He articulated and defended a strict interpretation of the Roman Catholic doctrine, extra Ecclesiam nulla salus ("outside the Church there is no salvation"). He took the position that baptism of blood and baptism of desire are unavailing and that therefore no non-Catholics will be saved. Fighting against what he perceived to be the liberalization of Catholic doctrine, he came under ecclesiastical censure. He was described as Boston's homegrown version of Father Charles Coughlin for his antisemitism.
Feeney was born in Lynn, Massachusetts, on February 18, 1897.
He entered the novitiate in 1914 and was ordained a priest in 1928.
In the 1930s, he was literary editor at the Jesuit magazine, America.

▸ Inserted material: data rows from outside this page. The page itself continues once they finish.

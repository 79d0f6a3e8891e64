//! Entity record model: identity, user-defined fields, provenance.
//!
//! An [`Entity`] is a structured record with three identities ([`EcsId`]
//! per version, [`LiveId`] per in-memory instance, [`LineageId`] per
//! logical entity), root pointers tying it into a tree, and a map of
//! user-defined [`Value`] fields with a parallel [`Provenance`] map.
//!
//! All identity mutations go through methods on this type (or crate-internal
//! helpers used by the registry); intrinsic fields are never written
//! directly from outside this module.

pub mod copy;
pub mod id;
pub mod value;

use std::collections::BTreeMap;
use std::time::{SystemTime, UNIX_EPOCH};

use serde::{Deserialize, Serialize};

pub use copy::{IdentityMap, OriginalIdentity};
pub use id::{EcsId, LineageId, LiveId};
pub use value::{Provenance, Value};

use crate::error::{EntityError, KhepriResult};

/// Milliseconds since the UNIX epoch.
pub(crate) fn now_ms() -> u64 {
    SystemTime::now()
        .duration_since(UNIX_EPOCH)
        .unwrap_or_default()
        .as_millis() as u64
}

/// A structured record with identity, versioning, and provenance intrinsics
/// plus user-defined fields.
#[derive(Debug, Clone, PartialEq, Serialize, Deserialize)]
pub struct Entity {
    ecs_id: EcsId,
    live_id: LiveId,
    lineage_id: LineageId,
    root_ecs_id: Option<EcsId>,
    root_live_id: Option<LiveId>,
    created_at: u64,
    forked_at: Option<u64>,
    previous_ecs_id: Option<EcsId>,
    from_storage: bool,
    kind: String,
    fields: BTreeMap<String, Value>,
    attribute_source: BTreeMap<String, Provenance>,
    sibling_output_ids: Vec<EcsId>,
}

impl Entity {
    /// Create a new unattached entity of the given kind.
    pub fn new(kind: impl Into<String>) -> Self {
        Self {
            ecs_id: EcsId::fresh(),
            live_id: LiveId::fresh(),
            lineage_id: LineageId::fresh(),
            root_ecs_id: None,
            root_live_id: None,
            created_at: now_ms(),
            forked_at: None,
            previous_ecs_id: None,
            from_storage: false,
            kind: kind.into(),
            fields: BTreeMap::new(),
            attribute_source: BTreeMap::new(),
            sibling_output_ids: Vec::new(),
        }
    }

    /// Builder-style field initialization.
    pub fn with_field(mut self, name: impl Into<String>, value: impl Into<Value>) -> Self {
        self.set_field(name, value);
        self
    }

    // -----------------------------------------------------------------------
    // Intrinsic accessors
    // -----------------------------------------------------------------------

    pub fn ecs_id(&self) -> EcsId {
        self.ecs_id
    }

    pub fn live_id(&self) -> LiveId {
        self.live_id
    }

    pub fn lineage_id(&self) -> LineageId {
        self.lineage_id
    }

    pub fn root_ecs_id(&self) -> Option<EcsId> {
        self.root_ecs_id
    }

    pub fn root_live_id(&self) -> Option<LiveId> {
        self.root_live_id
    }

    pub fn created_at(&self) -> u64 {
        self.created_at
    }

    pub fn forked_at(&self) -> Option<u64> {
        self.forked_at
    }

    pub fn previous_ecs_id(&self) -> Option<EcsId> {
        self.previous_ecs_id
    }

    pub fn from_storage(&self) -> bool {
        self.from_storage
    }

    /// Consumer-defined entity type name.
    pub fn kind(&self) -> &str {
        &self.kind
    }

    /// Cross-links to the other positional outputs of the same call.
    pub fn sibling_output_ids(&self) -> &[EcsId] {
        &self.sibling_output_ids
    }

    /// A root entity is its own root; an attached entity points at another
    /// root; an orphan points at none.
    pub fn is_root(&self) -> bool {
        self.root_ecs_id == Some(self.ecs_id)
    }

    pub fn is_orphan(&self) -> bool {
        self.root_ecs_id.is_none()
    }

    pub fn is_attached(&self) -> bool {
        !self.is_orphan() && !self.is_root()
    }

    // -----------------------------------------------------------------------
    // User fields
    // -----------------------------------------------------------------------

    /// Borrow a user-defined field.
    pub fn field(&self, name: &str) -> Option<&Value> {
        self.fields.get(name)
    }

    /// All user-defined field names, in sorted order.
    pub fn field_names(&self) -> Vec<&str> {
        self.fields.keys().map(String::as_str).collect()
    }

    /// Iterate user-defined fields.
    pub fn fields(&self) -> impl Iterator<Item = (&str, &Value)> {
        self.fields.iter().map(|(k, v)| (k.as_str(), v))
    }

    /// Field names with the kind of value each currently holds.
    pub fn field_kinds(&self) -> Vec<(&str, &'static str)> {
        self.fields
            .iter()
            .map(|(k, v)| (k.as_str(), v.kind_name()))
            .collect()
    }

    /// Write a user-defined field. The field's provenance resets to the
    /// all-local mirror of the new value.
    pub fn set_field(&mut self, name: impl Into<String>, value: impl Into<Value>) {
        let name = name.into();
        let value = value.into();
        self.attribute_source
            .insert(name.clone(), Provenance::local_for(&value));
        self.fields.insert(name, value);
    }

    /// Remove a user-defined field (and its provenance entry).
    pub fn remove_field(&mut self, name: &str) -> Option<Value> {
        self.attribute_source.remove(name);
        self.fields.remove(name)
    }

    /// Provenance descriptor for a field.
    pub fn attribute_source(&self, name: &str) -> Option<&Provenance> {
        self.attribute_source.get(name)
    }

    /// Copy a field value from another entity, recording the borrow in
    /// this entity's provenance map.
    pub fn borrow_field_from(
        &mut self,
        source: &Entity,
        source_field: &str,
        target_field: impl Into<String>,
    ) -> KhepriResult<()> {
        let value = source.field(source_field).ok_or_else(|| EntityError::FieldNotFound {
            kind: source.kind.clone(),
            field: source_field.to_string(),
        })?;
        let target_field = target_field.into();
        let prov = match value {
            Value::List(vs) | Value::Tuple(vs) | Value::Set(vs) => Provenance::List(
                vs.iter().map(|_| Provenance::Borrowed(source.ecs_id)).collect(),
            ),
            Value::Map(m) => Provenance::Map(
                m.keys()
                    .map(|k| (k.clone(), Provenance::Borrowed(source.ecs_id)))
                    .collect(),
            ),
            _ => Provenance::Borrowed(source.ecs_id),
        };
        self.fields.insert(target_field.clone(), value.clone());
        self.attribute_source.insert(target_field, prov);
        Ok(())
    }

    /// Deep equality over user-defined fields only (intrinsics ignored).
    pub fn user_fields_equal(&self, other: &Entity) -> bool {
        self.fields == other.fields
    }

    // -----------------------------------------------------------------------
    // Typed getters
    // -----------------------------------------------------------------------

    fn typed_field(&self, name: &str) -> KhepriResult<&Value> {
        self.field(name)
            .ok_or_else(|| {
                EntityError::FieldNotFound {
                    kind: self.kind.clone(),
                    field: name.to_string(),
                }
                .into()
            })
    }

    /// Read an integer field.
    pub fn get_int(&self, name: &str) -> KhepriResult<i64> {
        match self.typed_field(name)? {
            Value::Int(i) => Ok(*i),
            other => Err(EntityError::WrongType {
                field: name.to_string(),
                expected: "int",
                actual: other.kind_name(),
            }
            .into()),
        }
    }

    /// Read a boolean field.
    pub fn get_bool(&self, name: &str) -> KhepriResult<bool> {
        match self.typed_field(name)? {
            Value::Bool(b) => Ok(*b),
            other => Err(EntityError::WrongType {
                field: name.to_string(),
                expected: "bool",
                actual: other.kind_name(),
            }
            .into()),
        }
    }

    /// Read a float field.
    pub fn get_float(&self, name: &str) -> KhepriResult<f64> {
        match self.typed_field(name)? {
            Value::Float(f) => Ok(*f),
            other => Err(EntityError::WrongType {
                field: name.to_string(),
                expected: "float",
                actual: other.kind_name(),
            }
            .into()),
        }
    }

    /// Read a string field.
    pub fn get_str(&self, name: &str) -> KhepriResult<&str> {
        match self.typed_field(name)? {
            Value::Str(s) => Ok(s),
            other => Err(EntityError::WrongType {
                field: name.to_string(),
                expected: "str",
                actual: other.kind_name(),
            }
            .into()),
        }
    }

    /// Read a nested entity field.
    pub fn get_entity(&self, name: &str) -> KhepriResult<&Entity> {
        match self.typed_field(name)? {
            Value::Entity(e) => Ok(e),
            other => Err(EntityError::WrongType {
                field: name.to_string(),
                expected: "entity",
                actual: other.kind_name(),
            }
            .into()),
        }
    }

    // -----------------------------------------------------------------------
    // Identity operations (crate-internal)
    // -----------------------------------------------------------------------

    /// Fork the version identity: fresh `ecs_id`, predecessor recorded,
    /// lineage untouched.
    pub(crate) fn fork_identity(&mut self) {
        self.previous_ecs_id = Some(self.ecs_id);
        self.ecs_id = EcsId::fresh();
        self.forked_at = Some(now_ms());
    }

    /// Regenerate the instance identity (every copy gets its own).
    pub(crate) fn refresh_live_id(&mut self) {
        self.live_id = LiveId::fresh();
    }

    /// Point this entity at itself as root.
    pub(crate) fn mark_root(&mut self) {
        self.root_ecs_id = Some(self.ecs_id);
        self.root_live_id = Some(self.live_id);
    }

    /// Point this entity at another root.
    pub(crate) fn set_root(&mut self, root_ecs_id: EcsId, root_live_id: LiveId) {
        self.root_ecs_id = Some(root_ecs_id);
        self.root_live_id = Some(root_live_id);
    }

    /// Detach from any tree (orphan).
    pub(crate) fn clear_root(&mut self) {
        self.root_ecs_id = None;
        self.root_live_id = None;
    }

    pub(crate) fn set_from_storage(&mut self, from_storage: bool) {
        self.from_storage = from_storage;
    }

    pub(crate) fn set_sibling_output_ids(&mut self, siblings: Vec<EcsId>) {
        self.sibling_output_ids = siblings;
    }

    /// Overwrite one field's provenance entry (execution-engine stitching).
    pub(crate) fn set_attribute_source_entry(&mut self, field: &str, prov: Provenance) {
        if self.fields.contains_key(field) {
            self.attribute_source.insert(field.to_string(), prov);
        }
    }

    /// Mutable access to user fields for crate-internal visitors.
    pub(crate) fn fields_mut(&mut self) -> &mut BTreeMap<String, Value> {
        &mut self.fields
    }
}

impl std::fmt::Display for Entity {
    fn fmt(&self, f: &mut std::fmt::Formatter<'_>) -> std::fmt::Result {
        write!(
            f,
            "{}#{} ({} field{})",
            self.kind,
            self.ecs_id,
            self.fields.len(),
            if self.fields.len() == 1 { "" } else { "s" }
        )
    }
}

He was a professor in Boston College's graduate school, and then professor of spiritual eloquence at the Jesuit seminary in Weston, Massachusetts, before he became the priest chaplain at the Catholic Saint Benedict Center at Harvard Square in 1945. (He had first visited in 1941.) He gave incendiary speeches on the Boston Common on Sundays, leading Robert Kennedy, then a Harvard undergraduate, to write Archbishop Cushing requesting his removal. He induced some of the faithful to drop out of Harvard or Radcliffe to become students at his Center, now accredited as a Catholic school. From 1946, the Center published From the Housetops, a periodical focused on Catholic theology that enjoyed contributions from the archbishop himself. By 1949, it had begun a controversy over extra ecclesiam nulla salus that led to four of the Center's members' dismissal from their posts in the Boston College theology faculty and Boston College High School.